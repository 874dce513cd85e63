//! Local snapshot table store
//!
//! Keeps each table as one snapshot file at
//! `<root>/<table>/.tradelake/table.json`: a `sha256:<hex>` header line
//! followed by the JSON state. Header and body are published by a single
//! rename, so a reader sees either the previous snapshot or the new one.
//! The checksum is verified on load; a mismatch is reported as corruption
//! rather than silently starting an empty table.
//!
//! Inflight instants are tracked in process only. Writers in different
//! processes are not coordinated.

use async_trait::async_trait;
use std::collections::HashMap;
use std::path::{Path, PathBuf};
use tokio::io::AsyncWriteExt;
use tokio::sync::Mutex;
use tracing::{debug, info};
use tradelake_common::checksum::{compute_bytes_checksum, verify_bytes_checksum};
use tradelake_common::types::ChecksumAlgorithm;
use tradelake_common::TableId;

use super::state::TableState;
use super::{
    CommitInstant, CommitMetadata, RetentionDirective, RetentionReport, StoreCapabilities,
    StoreError, StoreResult, StoredRecord, TableStore, WriteBatch,
};
use crate::catalog::CatalogSyncRequest;
use crate::record::{NormalizedRecord, PartitionPath, RecordKey};
use crate::router::WriteMode;

const METADATA_DIR: &str = ".tradelake";
const SNAPSHOT_FILE: &str = "table.json";
const TEMP_FILE: &str = "table.json.tmp";
const CHECKSUM_PREFIX: &str = "sha256:";

pub struct LocalTableStore {
    root: PathBuf,
    tables: Mutex<HashMap<TableId, TableState>>,
}

impl LocalTableStore {
    /// Store tables under `root`, one directory per table
    pub fn new(root: impl Into<PathBuf>) -> Self {
        Self {
            root: root.into(),
            tables: Mutex::new(HashMap::new()),
        }
    }

    pub fn root(&self) -> &Path {
        &self.root
    }

    fn metadata_dir(&self, table: &TableId) -> PathBuf {
        self.root.join(&table.table).join(METADATA_DIR)
    }

    async fn load(&self, table: &TableId) -> StoreResult<TableState> {
        let dir = self.metadata_dir(table);
        let snapshot_path = dir.join(SNAPSHOT_FILE);

        let bytes = match tokio::fs::read(&snapshot_path).await {
            Ok(bytes) => bytes,
            Err(e) if e.kind() == std::io::ErrorKind::NotFound => {
                debug!(table = %table, "No snapshot yet, starting empty table");
                return Ok(TableState::default());
            },
            Err(e) => return Err(e.into()),
        };

        let (expected, body) = split_header(&bytes).ok_or_else(|| {
            StoreError::Corrupt(format!("{}: missing checksum header", snapshot_path.display()))
        })?;
        verify_bytes_checksum(body, expected, ChecksumAlgorithm::Sha256)
            .map_err(|e| StoreError::Corrupt(format!("{}: {}", snapshot_path.display(), e)))?;

        let state: TableState = serde_json::from_slice(body)
            .map_err(|e| StoreError::Corrupt(format!("{}: {}", snapshot_path.display(), e)))?;

        info!(
            table = %table,
            commits = state.timeline.len(),
            partitions = state.partitions.len(),
            "Loaded table snapshot"
        );
        Ok(state)
    }

    /// Write header and state to a temp file, then rename it into place
    async fn persist(&self, table: &TableId, state: &TableState) -> StoreResult<()> {
        let dir = self.metadata_dir(table);
        tokio::fs::create_dir_all(&dir).await?;

        let body = serde_json::to_vec_pretty(state)
            .map_err(|e| StoreError::Corrupt(format!("snapshot not serializable: {}", e)))?;
        let checksum = compute_bytes_checksum(&body, ChecksumAlgorithm::Sha256);

        let mut bytes = format!("{}{}\n", CHECKSUM_PREFIX, checksum).into_bytes();
        bytes.extend_from_slice(&body);

        write_atomic(&dir.join(TEMP_FILE), &dir.join(SNAPSHOT_FILE), &bytes).await?;

        debug!(table = %table, size_bytes = bytes.len(), checksum = %checksum, "Persisted table snapshot");
        Ok(())
    }

    /// Run `f` against the table state, loading it on first use
    async fn with_state<T>(
        &self,
        table: &TableId,
        f: impl FnOnce(&mut TableState) -> T,
    ) -> StoreResult<T> {
        let mut tables = self.tables.lock().await;
        if !tables.contains_key(table) {
            let state = self.load(table).await?;
            tables.insert(table.clone(), state);
        }
        match tables.get_mut(table) {
            Some(state) => Ok(f(state)),
            None => Err(StoreError::Corrupt(format!("table {} vanished from cache", table))),
        }
    }

    /// Apply a mutation to a copy, persist it, then publish it
    async fn mutate<T>(
        &self,
        table: &TableId,
        f: impl FnOnce(&mut TableState) -> StoreResult<T>,
    ) -> StoreResult<T> {
        let mut tables = self.tables.lock().await;
        if !tables.contains_key(table) {
            let state = self.load(table).await?;
            tables.insert(table.clone(), state);
        }
        let Some(current) = tables.get_mut(table) else {
            return Err(StoreError::Corrupt(format!("table {} vanished from cache", table)));
        };

        let mut next = current.clone();
        let outcome = f(&mut next);

        match outcome {
            Ok(value) => match self.persist(table, &next).await {
                Ok(()) => {
                    *current = next;
                    Ok(value)
                },
                Err(e) => {
                    current.inflight = None;
                    Err(e)
                },
            },
            Err(e) => {
                current.inflight = next.inflight;
                Err(e)
            },
        }
    }
}

/// `sha256:<hex>` header and JSON body of a snapshot file
fn split_header(bytes: &[u8]) -> Option<(&str, &[u8])> {
    let newline = bytes.iter().position(|b| *b == b'\n')?;
    let header = std::str::from_utf8(&bytes[..newline]).ok()?;
    let checksum = header.strip_prefix(CHECKSUM_PREFIX)?;
    Some((checksum, &bytes[newline + 1..]))
}

async fn write_atomic(temp_path: &Path, path: &Path, bytes: &[u8]) -> StoreResult<()> {
    let mut file = tokio::fs::File::create(temp_path).await?;
    file.write_all(bytes).await?;
    file.flush().await?;
    file.sync_all().await?;
    tokio::fs::rename(temp_path, path).await?;
    Ok(())
}

#[async_trait]
impl TableStore for LocalTableStore {
    fn capabilities(&self) -> StoreCapabilities {
        StoreCapabilities::full()
    }

    async fn start_commit(&self, table: &TableId, operation: WriteMode) -> StoreResult<CommitInstant> {
        let name = table.to_string();
        self.with_state(table, |state| state.start_commit(&name, operation))
            .await?
    }

    async fn commit(
        &self,
        table: &TableId,
        instant: CommitInstant,
        batch: WriteBatch,
    ) -> StoreResult<CommitMetadata> {
        self.mutate(table, |state| state.commit(instant, batch)).await
    }

    async fn abort_commit(&self, table: &TableId, instant: CommitInstant) -> StoreResult<()> {
        self.with_state(table, |state| state.abort_commit(instant)).await?
    }

    async fn lookup(
        &self,
        table: &TableId,
        partition: &PartitionPath,
        key: &RecordKey,
    ) -> StoreResult<Option<NormalizedRecord>> {
        self.with_state(table, |state| state.lookup(partition, key)).await
    }

    async fn scan(&self, table: &TableId) -> StoreResult<Vec<StoredRecord>> {
        self.with_state(table, |state| state.scan()).await
    }

    async fn commit_history(&self, table: &TableId) -> StoreResult<Vec<CommitMetadata>> {
        self.with_state(table, |state| state.timeline.clone()).await
    }

    async fn apply_retention(
        &self,
        table: &TableId,
        directive: RetentionDirective,
    ) -> StoreResult<RetentionReport> {
        self.mutate(table, |state| Ok(state.apply_retention(directive))).await
    }

    async fn sync_catalog(&self, request: &CatalogSyncRequest) -> StoreResult<()> {
        self.mutate(&request.table, |state| {
            state.sync_catalog(request);
            Ok(())
        })
        .await
    }
}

→ **Activity**
Give back exactly the lines above starting at the line where "let mut next = current.clone();" appears and ending at the line where "impl TableStore for" appears, both included, with no other lines.

→ **Result of this exercise**
        let mut next = current.clone();
        let outcome = f(&mut next);

        match outcome {
            Ok(value) => match self.persist(table, &next).await {
                Ok(()) => {
                    *current = next;
                    Ok(value)
                },
                Err(e) => {
                    current.inflight = None;
                    Err(e)
                },
            },
            Err(e) => {
                current.inflight = next.inflight;
                Err(e)
            },
        }
    }
}

/// `sha256:<hex>` header and JSON body of a snapshot file
fn split_header(bytes: &[u8]) -> Option<(&str, &[u8])> {
    let newline = bytes.iter().position(|b| *b == b'\n')?;
    let header = std::str::from_utf8(&bytes[..newline]).ok()?;
    let checksum = header.strip_prefix(CHECKSUM_PREFIX)?;
    Some((checksum, &bytes[newline + 1..]))
}

async fn write_atomic(temp_path: &Path, path: &Path, bytes: &[u8]) -> StoreResult<()> {
    let mut file = tokio::fs::File::create(temp_path).await?;
    file.write_all(bytes).await?;
    file.flush().await?;
    file.sync_all().await?;
    tokio::fs::rename(temp_path, path).await?;
    Ok(())
}

#[async_trait]
impl TableStore for LocalTableStore {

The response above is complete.